DATA FOR ANALYSIS =>
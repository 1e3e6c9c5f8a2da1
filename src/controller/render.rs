//! Plain data snapshot of what the display layer should draw.

use super::notification::Notification;
use super::task::TaskId;

/// How a single list item is currently shown.
#[derive(Debug, Clone, PartialEq, Eq)]
pub enum ItemMode {
    Viewing,
    Editing { staged: String },
    /// Edit submitted, waiting for the update request; input is locked
    Saving { staged: String },
}

impl ItemMode {
    pub fn is_viewing(&self) -> bool {
        matches!(self, Self::Viewing)
    }

    pub fn is_saving(&self) -> bool {
        matches!(self, Self::Saving { .. })
    }

    pub fn staged(&self) -> Option<&str> {
        match self {
            Self::Viewing => None,
            Self::Editing { staged } | Self::Saving { staged } => Some(staged),
        }
    }
}

#[derive(Debug, Clone, PartialEq, Eq)]
pub struct TaskView {
    pub id: TaskId,
    pub title: String,
    pub completed: bool,
    pub mode: ItemMode,
}

/// Where keyboard input should go after this render.
#[derive(Debug, Clone, Copy, PartialEq, Eq, Default)]
pub enum FocusTarget {
    #[default]
    List,
    NewTaskInput,
    EditInput(TaskId),
}

#[derive(Debug, Clone, PartialEq, Eq)]
pub struct DeletePrompt {
    pub id: TaskId,
    pub title: String,
}

#[derive(Debug, Clone, PartialEq, Eq)]
pub struct RenderModel {
    pub items: Vec<TaskView>,
    pub new_task_input: String,
    pub focus: FocusTarget,
    pub pending_delete: Option<DeletePrompt>,
    pub loading: bool,
    pub notification: Option<Notification>,
    /// Incremented on every re-render of the controller state
    pub revision: u64,
}

impl RenderModel {
    pub fn is_empty(&self) -> bool {
        self.items.is_empty()
    }

    pub fn item(&self, id: TaskId) -> Option<&TaskView> {
        self.items.iter().find(|item| item.id == id)
    }

    pub fn position(&self, id: TaskId) -> Option<usize> {
        self.items.iter().position(|item| item.id == id)
    }
}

WORK TO COMPLETE =>
Please copy every line in the entries where "struct" appears.

RESULT =>
pub struct TaskView {
pub struct DeletePrompt {
pub struct RenderModel {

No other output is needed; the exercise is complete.